Saved data entries:
==============================
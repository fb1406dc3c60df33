//! Sequence CRUD routes.
//!
//! | Verb | Path |
//! |---|---|
//! | GET, POST, PUT | `/api/config/:db/:model_id/sequences` |
//! | DELETE | `/api/config/:db/:model_id/sequences/:sequence_id` |
//! | GET, POST | `/api/config/:db/:model_id/sequences/:sequence_id/states` |
//! | DELETE | `/api/config/:db/:model_id/sequences/:sequence_id/states/:state_id` |
//!
//! Bodies are JSON: `{sequence}` for POST/PUT on sequences, `{state}` or
//! `{states}` for POST on states.
//!
//! Store errors answer with their own status code (404 when they carry none)
//! and a JSON body describing the error.

use std::sync::PoisonError;

use axum::{
    Json, Router,
    extract::{Path, State, rejection::JsonRejection},
    http::StatusCode,
    response::{IntoResponse, Response},
    routing::{delete, get},
};
use serde::de::DeserializeOwned;
use serde_json::{Value, json};
use spotlight_store::{Sequence, SequenceState, SequenceStore, SequenceStores, StoreError};
use tracing::warn;

type ApiResult = Result<Json<Value>, ApiError>;
type Body = Result<Json<Value>, JsonRejection>;

/// Build the CRUD router over `stores`.  A known path with an unsupported
/// verb is answered like an unknown route.
pub fn router(stores: SequenceStores) -> Router {
    Router::new()
        .route(
            "/api/config/:db/:model_id/sequences",
            get(list_sequences)
                .post(add_sequence)
                .put(update_sequence)
                .fallback(unknown_route),
        )
        .route(
            "/api/config/:db/:model_id/sequences/:sequence_id",
            delete(delete_sequence).fallback(unknown_route),
        )
        .route(
            "/api/config/:db/:model_id/sequences/:sequence_id/states",
            get(list_states).post(add_states).fallback(unknown_route),
        )
        .route(
            "/api/config/:db/:model_id/sequences/:sequence_id/states/:state_id",
            delete(delete_state).fallback(unknown_route),
        )
        .with_state(stores)
}

async fn unknown_route() -> impl IntoResponse {
    (
        StatusCode::NOT_FOUND,
        Json(json!({ "statusCode": 404, "error": "Not Found" })),
    )
}

// ---------------------------------------------------------------------------
// Errors
// ---------------------------------------------------------------------------

/// A [`StoreError`] rendered as an HTTP response.
#[derive(Debug)]
pub struct ApiError(pub StoreError);

impl From<StoreError> for ApiError {
    fn from(e: StoreError) -> Self {
        Self(e)
    }
}

impl IntoResponse for ApiError {
    fn into_response(self) -> Response {
        let status = StatusCode::from_u16(self.0.http_status()).unwrap_or(StatusCode::NOT_FOUND);
        warn!(status = status.as_u16(), error = %self.0, "api request failed");
        (status, Json(self.0.to_json())).into_response()
    }
}

// ---------------------------------------------------------------------------
// Handlers
// ---------------------------------------------------------------------------

async fn list_sequences(
    State(stores): State<SequenceStores>,
    Path((db, model_id)): Path<(String, String)>,
) -> ApiResult {
    with_store(&stores, &db, |s| to_json(s.get_sequences(&model_id)?))
}

async fn add_sequence(
    State(stores): State<SequenceStores>,
    Path((db, model_id)): Path<(String, String)>,
    body: Body,
) -> ApiResult {
    let sequence: Sequence = field(body, "sequence")?;
    with_store(&stores, &db, |s| to_json(s.add_sequence(&model_id, sequence)?))
}

async fn update_sequence(
    State(stores): State<SequenceStores>,
    Path((db, model_id)): Path<(String, String)>,
    body: Body,
) -> ApiResult {
    let sequence: Sequence = field(body, "sequence")?;
    with_store(&stores, &db, |s| to_json(s.update_sequence(&model_id, sequence)?))
}

async fn delete_sequence(
    State(stores): State<SequenceStores>,
    Path((db, model_id, sequence_id)): Path<(String, String, String)>,
) -> ApiResult {
    with_store(&stores, &db, |s| to_json(s.delete_sequence(&model_id, &sequence_id)?))
}

async fn list_states(
    State(stores): State<SequenceStores>,
    Path((db, model_id, sequence_id)): Path<(String, String, String)>,
) -> ApiResult {
    with_store(&stores, &db, |s| to_json(s.get_states(&model_id, &sequence_id)?))
}

async fn add_states(
    State(stores): State<SequenceStores>,
    Path((db, model_id, sequence_id)): Path<(String, String, String)>,
    body: Body,
) -> ApiResult {
    let states = parse_states(body)?;
    with_store(&stores, &db, |s| {
        to_json(s.add_states(&model_id, &sequence_id, states)?)
    })
}

async fn delete_state(
    State(stores): State<SequenceStores>,
    Path((db, model_id, sequence_id, state_id)): Path<(String, String, String, String)>,
) -> ApiResult {
    with_store(&stores, &db, |s| {
        to_json(s.delete_state(&model_id, &sequence_id, &state_id)?)
    })
}

// ---------------------------------------------------------------------------
// Helpers
// ---------------------------------------------------------------------------

fn with_store<F>(stores: &SequenceStores, db: &str, f: F) -> ApiResult
where
    F: FnOnce(&mut SequenceStore) -> Result<Value, StoreError>,
{
    let store = stores.get(db)?;
    let mut guard = store.lock().unwrap_or_else(PoisonError::into_inner);
    Ok(Json(f(&mut guard)?))
}

fn to_json<T: serde::Serialize>(value: T) -> Result<Value, StoreError> {
    Ok(serde_json::to_value(value)?)
}

fn body_value(body: Body) -> Result<Value, StoreError> {
    body.map(|Json(value)| value)
        .map_err(|rejection| StoreError::BadRequest(rejection.body_text()))
}

fn take_field<T: DeserializeOwned>(value: &mut Value, name: &str) -> Result<T, StoreError> {
    let inner = value
        .get_mut(name)
        .map(Value::take)
        .ok_or_else(|| StoreError::BadRequest(format!("missing `{name}` in body")))?;
    serde_json::from_value(inner)
        .map_err(|e| StoreError::BadRequest(format!("invalid `{name}`: {e}")))
}

fn field<T: DeserializeOwned>(body: Body, name: &str) -> Result<T, StoreError> {
    take_field(&mut body_value(body)?, name)
}

/// `{"state": {..}}` or `{"states": [..]}`.
fn parse_states(body: Body) -> Result<Vec<SequenceState>, StoreError> {
    let mut value = body_value(body)?;
    if value.get("states").is_some() {
        take_field(&mut value, "states")
    } else {
        take_field::<SequenceState>(&mut value, "state").map(|s| vec![s])
    }
}
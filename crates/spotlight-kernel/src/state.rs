//! UI state projection.
//!
//! The externally visible state is a [`FocusSnapshot`].  It is only ever
//! changed by [`reduce`], a pure function applied by [`UiStore::dispatch`] to
//! the store's *latest* state, and every dispatch publishes the full result to
//! a [`SnapshotSink`].  Deferred work (an auto-hide timer) therefore never acts
//! on a snapshot captured when it was scheduled.
//!
//! Invariant: `active_item` is only ever set for an id present in `hotspots`.

use std::sync::{Arc, Mutex};

use spotlight_types::{
    FocusSnapshot, HotSpotData, HotSpotEntry, HotSpotStyle, TelemetryReading, ViewState,
};
use tracing::debug;

/// Mutations of the UI state.
#[derive(Debug, Clone, PartialEq)]
pub enum StateEvent {
    /// Replace the list with `entries`; nothing focused.
    Initialized { entries: Vec<HotSpotData> },
    /// Upsert a controlled hotspot in alert, keyed by id.
    AlertRaised { data: HotSpotData },
    /// A controlled hotspot went back under its threshold.
    Recovered { id: String, style: HotSpotStyle },
    /// The auto-hide timer of `id` fired.
    AutoHidden { id: String },
    /// The scene view was captured for `id` after an edit.
    ViewCaptured { id: String, view: ViewState },
    /// A reading for the focused hotspot.  Ignored for any other target.
    GraphData { reading: TelemetryReading },
    /// Focus the listed hotspot carrying `data`.
    Focused { data: HotSpotData },
    Defocused,
    /// Hotspots were torn down: drop focus and controlled entries.
    Deactivated,
}

/// Apply `event` to `state`.
pub fn reduce(state: &FocusSnapshot, event: &StateEvent) -> FocusSnapshot {
    let mut next = state.clone();

    match event {
        StateEvent::Initialized { entries } => {
            next = FocusSnapshot {
                active_item: None,
                hotspots: entries.iter().cloned().map(HotSpotEntry::new).collect(),
                graph_data: None,
            };
        }

        StateEvent::AlertRaised { data } => {
            match next.hotspots.iter_mut().find(|e| e.id() == data.id) {
                Some(entry) => entry.data = data.clone(),
                None => next.hotspots.push(HotSpotEntry::new(data.clone())),
            }
            if let Some(active) = next.active_item.as_mut().filter(|a| a.id == data.id) {
                *active = data.clone();
            }
        }

        StateEvent::Recovered { id, style } => {
            if let Some(entry) = next.hotspots.iter_mut().find(|e| e.id() == id) {
                entry.data.set_style(style);
            }
            if let Some(active) = next.active_item.as_mut().filter(|a| &a.id == id) {
                active.set_style(style);
            }
        }

        StateEvent::AutoHidden { id } => {
            next.hotspots.retain(|e| e.id() != id);
            if next.active_id() == Some(id.as_str()) {
                next.active_item = None;
                next.graph_data = None;
            }
        }

        StateEvent::ViewCaptured { id, view } => {
            if let Some(entry) = next.hotspots.iter_mut().find(|e| e.id() == id) {
                entry.data.viewer_state = Some(view.clone());
            }
            if let Some(active) = next.active_item.as_mut().filter(|a| &a.id == id) {
                active.viewer_state = Some(view.clone());
            }
        }

        StateEvent::GraphData { reading } => {
            if next.active_id().is_some() && next.active_id() == reading.target_id.as_deref() {
                next.graph_data = Some(reading.clone());
            }
        }

        StateEvent::Focused { data } => {
            if next.entry(&data.id).is_none() {
                debug!(hotspot = %data.id, "focus on unlisted hotspot ignored");
                return next;
            }
            for entry in &mut next.hotspots {
                entry.active = entry.data.id == data.id;
            }
            next.active_item = Some(data.clone());
            next.graph_data = None;
        }

        StateEvent::Defocused => {
            for entry in &mut next.hotspots {
                entry.active = false;
            }
            next.active_item = None;
            next.graph_data = None;
        }

        StateEvent::Deactivated => {
            next.hotspots.retain(|e| !e.data.controlled);
            for entry in &mut next.hotspots {
                entry.active = false;
            }
            next.active_item = None;
            next.graph_data = None;
        }
    }

    next
}

// ────────────────────────────────────────────────────────────────────────────
// Publication
// ────────────────────────────────────────────────────────────────────────────

/// Consumer of full-replace snapshots (UI, cockpit, tests).
pub trait SnapshotSink: Send {
    fn publish(&mut self, snapshot: &FocusSnapshot);
}

/// Sink that keeps every published snapshot.  Clones share the same log.
#[derive(Debug, Clone, Default)]
pub struct RecordingSink {
    published: Arc<Mutex<Vec<FocusSnapshot>>>,
}

impl RecordingSink {
    pub fn new() -> Self {
        Self::default()
    }

    pub fn snapshots(&self) -> Vec<FocusSnapshot> {
        self.published.lock().map(|v| v.clone()).unwrap_or_default()
    }

    pub fn last(&self) -> Option<FocusSnapshot> {
        self.published
            .lock()
            .ok()
            .and_then(|v| v.last().cloned())
    }

    pub fn len(&self) -> usize {
        self.published.lock().map(|v| v.len()).unwrap_or(0)
    }

    pub fn is_empty(&self) -> bool {
        self.len() == 0
    }
}

impl SnapshotSink for RecordingSink {
    fn publish(&mut self, snapshot: &FocusSnapshot) {
        if let Ok(mut published) = self.published.lock() {
            published.push(snapshot.clone());
        }
    }
}

/// Owner of the current [`FocusSnapshot`].
pub struct UiStore {
    state: FocusSnapshot,
    sink: Box<dyn SnapshotSink>,
}

impl UiStore {
    pub fn new(sink: Box<dyn SnapshotSink>) -> Self {
        Self {
            state: FocusSnapshot::default(),
            sink,
        }
    }

    /// The latest state.
    pub fn state(&self) -> &FocusSnapshot {
        &self.state
    }

    /// Reduce `event` onto the latest state and publish the result.
    pub fn dispatch(&mut self, event: StateEvent) -> &FocusSnapshot {
        self.state = reduce(&self.state, &event);
        debug!(
            ?event,
            hotspots = self.state.hotspots.len(),
            active = ?self.state.active_id(),
            "ui state published"
        );
        self.sink.publish(&self.state);
        &self.state
    }
}

impl std::fmt::Debug for UiStore {
    fn fmt(&self, f: &mut std::fmt::Formatter<'_>) -> std::fmt::Result {
        f.debug_struct("UiStore").field("state", &self.state).finish()
    }
}

#[cfg(test)]
mod tests {
    use super::*;

    fn data(id: &str, controlled: bool) -> HotSpotData {
        let mut d = HotSpotData::new(id, &HotSpotStyle::new("#4CAF50", "#4CAF50"));
        d.controlled = controlled;
        d
    }

    fn listed() -> FocusSnapshot {
        reduce(
            &FocusSnapshot::default(),
            &StateEvent::Initialized {
                entries: vec![data("a", false), data("b", false)],
            },
        )
    }

    #[test]
    fn focus_marks_exactly_one_entry_active() {
        let s = reduce(&listed(), &StateEvent::Focused { data: data("b", false) });
        assert_eq!(s.active_id(), Some("b"));
        let active: Vec<_> = s.hotspots.iter().filter(|e| e.active).map(|e| e.id()).collect();
        assert_eq!(active, vec!["b"]);
        assert!(s.graph_data.is_none());
    }

    #[test]
    fn focus_on_unlisted_id_is_ignored() {
        let before = listed();
        let after = reduce(&before, &StateEvent::Focused { data: data("ghost", false) });
        assert_eq!(after, before);
    }

    #[test]
    fn defocus_clears_everything() {
        let mut s = reduce(&listed(), &StateEvent::Focused { data: data("a", false) });
        s.graph_data = Some(TelemetryReading::new("a", 1.0, 2.0));
        let s = reduce(&s, &StateEvent::Defocused);
        assert!(s.active_item.is_none());
        assert!(s.graph_data.is_none());
        assert!(s.hotspots.iter().all(|e| !e.active));
    }

    #[test]
    fn alert_upserts_by_id_last_write_wins() {
        let mut first = data("pump", true);
        first.stroke_color = "#FF0000".into();
        let s = reduce(&listed(), &StateEvent::AlertRaised { data: first });
        let mut second = data("pump", true);
        second.fill_color = "#FF8888".into();
        let s = reduce(&s, &StateEvent::AlertRaised { data: second.clone() });

        assert_eq!(s.hotspots.len(), 3);
        assert_eq!(s.entry("pump").unwrap().data, second);
    }

    #[test]
    fn alert_keeps_active_flag_of_focused_entry() {
        let s = reduce(&listed(), &StateEvent::AlertRaised { data: data("pump", true) });
        let s = reduce(&s, &StateEvent::Focused { data: data("pump", true) });
        let s = reduce(&s, &StateEvent::AlertRaised { data: data("pump", true) });
        assert!(s.entry("pump").unwrap().active);
        assert_eq!(s.active_id(), Some("pump"));
    }

    #[test]
    fn graph_data_only_for_focused_target() {
        let s = reduce(&listed(), &StateEvent::Focused { data: data("a", false) });
        let s = reduce(
            &s,
            &StateEvent::GraphData { reading: TelemetryReading::new("b", 30.0, 20.0) },
        );
        assert!(s.graph_data.is_none());

        let reading = TelemetryReading::new("a", 30.0, 20.0);
        let s = reduce(&s, &StateEvent::GraphData { reading: reading.clone() });
        assert_eq!(s.graph_data, Some(reading));

        let unfocused = reduce(&listed(), &StateEvent::GraphData {
            reading: TelemetryReading::default(),
        });
        assert!(unfocused.graph_data.is_none());
    }

    #[test]
    fn view_captured_updates_entry_and_focus() {
        let view = ViewState(serde_json::json!({"viewport": 7}));
        let s = reduce(&listed(), &StateEvent::Focused { data: data("a", false) });
        let s = reduce(&s, &StateEvent::ViewCaptured { id: "a".into(), view: view.clone() });
        assert_eq!(s.entry("a").unwrap().data.viewer_state, Some(view.clone()));
        assert_eq!(s.active_item.as_ref().unwrap().viewer_state, Some(view));
        assert!(s.entry("b").unwrap().data.viewer_state.is_none());
    }

    #[test]
    fn recovered_recolors_entry() {
        let s = reduce(&listed(), &StateEvent::AlertRaised { data: data("pump", true) });
        let normal = HotSpotStyle::new("#00FF00", "#00FF00");
        let s = reduce(&s, &StateEvent::Recovered { id: "pump".into(), style: normal.clone() });
        assert_eq!(s.entry("pump").unwrap().data.style(), normal);
    }

    #[test]
    fn auto_hide_clears_focus_only_when_focused() {
        let s = reduce(&listed(), &StateEvent::AlertRaised { data: data("pump", true) });

        let unfocused = reduce(&s, &StateEvent::Focused { data: data("a", false) });
        let hidden = reduce(&unfocused, &StateEvent::AutoHidden { id: "pump".into() });
        assert!(hidden.entry("pump").is_none());
        assert_eq!(hidden.active_id(), Some("a"));

        let mut focused = reduce(&s, &StateEvent::Focused { data: data("pump", true) });
        focused.graph_data = Some(TelemetryReading::new("pump", 10.0, 20.0));
        let hidden = reduce(&focused, &StateEvent::AutoHidden { id: "pump".into() });
        assert!(hidden.active_item.is_none());
        assert!(hidden.graph_data.is_none());
    }

    #[test]
    fn deactivated_drops_controlled_entries_and_focus() {
        let s = reduce(&listed(), &StateEvent::AlertRaised { data: data("pump", true) });
        let s = reduce(&s, &StateEvent::Focused { data: data("a", false) });
        let s = reduce(&s, &StateEvent::Deactivated);
        assert_eq!(s.hotspots.len(), 2);
        assert!(s.active_item.is_none());
        assert!(s.hotspots.iter().all(|e| !e.active));
    }

    #[test]
    fn store_publishes_every_dispatch() {
        let sink = RecordingSink::new();
        let mut store = UiStore::new(Box::new(sink.clone()));
        store.dispatch(StateEvent::Initialized { entries: vec![data("a", false)] });
        store.dispatch(StateEvent::Focused { data: data("a", false) });

        assert_eq!(sink.len(), 2);
        assert_eq!(sink.last().unwrap().active_id(), Some("a"));
        assert_eq!(store.state(), &sink.last().unwrap());
    }
}
//! Typed records exchanged between the scene layer, the alert controller, the
//! focus bridge and the UI.
//!
//! Field names serialise in camelCase so that hotspot definitions and
//! telemetry frames authored for the web viewer deserialise unchanged.

use serde::{Deserialize, Serialize};

use crate::color::HotSpotStyle;

/// Handle returned by the scene engine when an anchor is resolved.
#[derive(Debug, Clone, Copy, PartialEq, Eq, Hash, PartialOrd, Ord, Serialize, Deserialize)]
#[serde(transparent)]
pub struct SceneHandle(pub u64);

/// Scene-engine-specific anchor description (world point, object id, ...).
/// The core never looks inside it.
#[derive(Debug, Clone, PartialEq, Serialize, Deserialize)]
#[serde(transparent)]
pub struct AnchorSpec(pub serde_json::Value);

/// Saved camera/view state, produced and consumed only by the scene engine.
#[derive(Debug, Clone, PartialEq, Serialize, Deserialize)]
#[serde(transparent)]
pub struct ViewState(pub serde_json::Value);

/// Application payload carried by a hotspot.
#[derive(Debug, Clone, PartialEq, Serialize, Deserialize)]
#[serde(rename_all = "camelCase")]
pub struct HotSpotData {
    pub id: String,
    #[serde(default, skip_serializing_if = "Option::is_none")]
    pub name: Option<String>,
    /// Telemetry-driven hotspots are hidden until an alert shows them.
    #[serde(default)]
    pub controlled: bool,
    pub stroke_color: String,
    pub fill_color: String,
    /// Display properties shown in the detail panel.
    #[serde(default, skip_serializing_if = "serde_json::Value::is_null")]
    pub properties: serde_json::Value,
    /// View restored when the hotspot is focused.
    #[serde(default, skip_serializing_if = "Option::is_none")]
    pub viewer_state: Option<ViewState>,
    /// Scene object ids isolated when the hotspot is focused.
    #[serde(default, skip_serializing_if = "Vec::is_empty")]
    pub isolate_ids: Vec<u32>,
    /// Graph metadata for the detail panel.
    #[serde(default, skip_serializing_if = "Option::is_none")]
    pub graph: Option<serde_json::Value>,
}

impl HotSpotData {
    /// Minimal payload with the given id and style; everything else empty.
    pub fn new(id: impl Into<String>, style: &HotSpotStyle) -> Self {
        Self {
            id: id.into(),
            name: None,
            controlled: false,
            stroke_color: style.stroke_color.clone(),
            fill_color: style.fill_color.clone(),
            properties: serde_json::Value::Null,
            viewer_state: None,
            isolate_ids: Vec::new(),
            graph: None,
        }
    }

    pub fn style(&self) -> HotSpotStyle {
        HotSpotStyle::new(self.stroke_color.clone(), self.fill_color.clone())
    }

    pub fn set_style(&mut self, style: &HotSpotStyle) {
        self.stroke_color.clone_from(&style.stroke_color);
        self.fill_color.clone_from(&style.fill_color);
    }

    /// Label for list rendering: the name, or the id when unnamed.
    pub fn label(&self) -> &str {
        self.name.as_deref().unwrap_or(&self.id)
    }
}

/// Configured hotspot: where to anchor it and what it carries.
#[derive(Debug, Clone, PartialEq, Serialize, Deserialize)]
pub struct HotSpotDefinition {
    pub anchor: AnchorSpec,
    #[serde(flatten)]
    pub data: HotSpotData,
}

/// One entry of the externally visible hotspot list.
#[derive(Debug, Clone, PartialEq, Serialize, Deserialize)]
pub struct HotSpotEntry {
    #[serde(flatten)]
    pub data: HotSpotData,
    #[serde(default)]
    pub active: bool,
}

impl HotSpotEntry {
    pub fn new(data: HotSpotData) -> Self {
        Self {
            data,
            active: false,
        }
    }

    pub fn id(&self) -> &str {
        &self.data.id
    }
}

/// A single temperature sample pushed by the telemetry channel.
///
/// Every field is optional on the wire; readings with missing fields are
/// never alerts and readings without a target are ignored.
#[derive(Debug, Clone, PartialEq, Default, Serialize, Deserialize)]
#[serde(rename_all = "camelCase")]
pub struct TelemetryReading {
    #[serde(default)]
    pub target_id: Option<String>,
    #[serde(default)]
    pub object_temperature: Option<f64>,
    #[serde(default)]
    pub threshold: Option<f64>,
}

impl TelemetryReading {
    pub fn new(target_id: impl Into<String>, object_temperature: f64, threshold: f64) -> Self {
        Self {
            target_id: Some(target_id.into()),
            object_temperature: Some(object_temperature),
            threshold: Some(threshold),
        }
    }

    /// `true` only when both values are present and the temperature is
    /// strictly above the threshold.
    pub fn is_alert(&self) -> bool {
        match (self.object_temperature, self.threshold) {
            (Some(temperature), Some(threshold)) => temperature > threshold,
            _ => false,
        }
    }
}

/// Full-replace UI snapshot.
#[derive(Debug, Clone, PartialEq, Default, Serialize, Deserialize)]
#[serde(rename_all = "camelCase")]
pub struct FocusSnapshot {
    pub active_item: Option<HotSpotData>,
    pub hotspots: Vec<HotSpotEntry>,
    pub graph_data: Option<TelemetryReading>,
}

impl FocusSnapshot {
    pub fn entry(&self, id: &str) -> Option<&HotSpotEntry> {
        self.hotspots.iter().find(|e| e.id() == id)
    }

    pub fn active_id(&self) -> Option<&str> {
        self.active_item.as_ref().map(|d| d.id.as_str())
    }
}

/// Commands entering the core from the toolbar, the UI list and the scene.
#[derive(Debug, Clone, PartialEq, Serialize, Deserialize)]
#[serde(tag = "op", rename_all = "snake_case")]
pub enum ViewerCommand {
    /// Toolbar toggle: activate when inactive, deactivate otherwise.
    Toggle,
    Activate,
    Deactivate,
    /// Context-menu "show all objects".
    ShowAll,
    /// A UI list item was clicked.
    ItemClicked { id: String },
    /// A marker was clicked in the scene.
    SceneClick { handle: SceneHandle },
    /// A marker was dragged or edited in the scene.
    SceneModified { handle: SceneHandle, anchor: AnchorSpec },
}

#[cfg(test)]
mod tests {
    use super::*;
    use serde_json::json;

    #[test]
    fn reading_alert_requires_both_fields() {
        assert!(TelemetryReading::new("hs", 30.0, 20.0).is_alert());
        assert!(!TelemetryReading::new("hs", 20.0, 20.0).is_alert());
        assert!(!TelemetryReading::new("hs", 10.0, 20.0).is_alert());

        let no_threshold = TelemetryReading {
            target_id: Some("hs".into()),
            object_temperature: Some(99.0),
            threshold: None,
        };
        assert!(!no_threshold.is_alert());

        let no_temp = TelemetryReading {
            target_id: Some("hs".into()),
            object_temperature: None,
            threshold: Some(0.0),
        };
        assert!(!no_temp.is_alert());
    }

    #[test]
    fn reading_with_nan_is_not_an_alert() {
        assert!(!TelemetryReading::new("hs", f64::NAN, 20.0).is_alert());
    }

    #[test]
    fn reading_parses_camel_case_with_missing_fields() {
        let r: TelemetryReading =
            serde_json::from_value(json!({"targetId": "pump", "objectTemperature": 31.5})).unwrap();
        assert_eq!(r.target_id.as_deref(), Some("pump"));
        assert_eq!(r.object_temperature, Some(31.5));
        assert_eq!(r.threshold, None);
        assert!(!r.is_alert());
    }

    #[test]
    fn definition_flattens_data_fields() {
        let def: HotSpotDefinition = serde_json::from_value(json!({
            "id": "valve",
            "name": "Valve 3",
            "anchor": {"dbId": 1234, "worldPoint": {"x": 1.0, "y": 2.0, "z": 3.0}},
            "strokeColor": "#FF0000",
            "fillColor": "#FF8888",
            "controlled": true,
            "isolateIds": [12, 13]
        }))
        .unwrap();
        assert_eq!(def.data.id, "valve");
        assert_eq!(def.data.label(), "Valve 3");
        assert!(def.data.controlled);
        assert_eq!(def.data.isolate_ids, vec![12, 13]);
        assert_eq!(def.anchor.0["dbId"], 1234);
    }

    #[test]
    fn entry_serialises_flat_with_active_flag() {
        let style = HotSpotStyle::new("#4CAF50", "#4CAF50");
        let mut entry = HotSpotEntry::new(HotSpotData::new("a", &style));
        entry.active = true;
        let v = serde_json::to_value(&entry).unwrap();
        assert_eq!(v["id"], "a");
        assert_eq!(v["active"], true);
        assert_eq!(v["strokeColor"], "#4CAF50");
    }

    #[test]
    fn snapshot_serialises_camel_case_nulls() {
        let v = serde_json::to_value(FocusSnapshot::default()).unwrap();
        assert!(v["activeItem"].is_null());
        assert!(v["graphData"].is_null());
        assert_eq!(v["hotspots"], json!([]));
    }

    #[test]
    fn command_tagged_by_op() {
        let cmd: ViewerCommand =
            serde_json::from_value(json!({"op": "item_clicked", "id": "a"})).unwrap();
        assert_eq!(cmd, ViewerCommand::ItemClicked { id: "a".into() });

        let cmd: ViewerCommand = serde_json::from_value(json!({"op": "toggle"})).unwrap();
        assert_eq!(cmd, ViewerCommand::Toggle);
    }

    #[test]
    fn set_style_overwrites_colors() {
        let mut data = HotSpotData::new("a", &HotSpotStyle::new("#000", "#111"));
        data.set_style(&HotSpotStyle::new("#FF0000", "#FF8888"));
        assert_eq!(data.style(), HotSpotStyle::new("#FF0000", "#FF8888"));
    }
}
==============================
What you will do = If a line in the entries above has the word "externally", copy it.

Your response =
//! The externally visible state is a [`FocusSnapshot`].  It is only ever
/// One entry of the externally visible hotspot list.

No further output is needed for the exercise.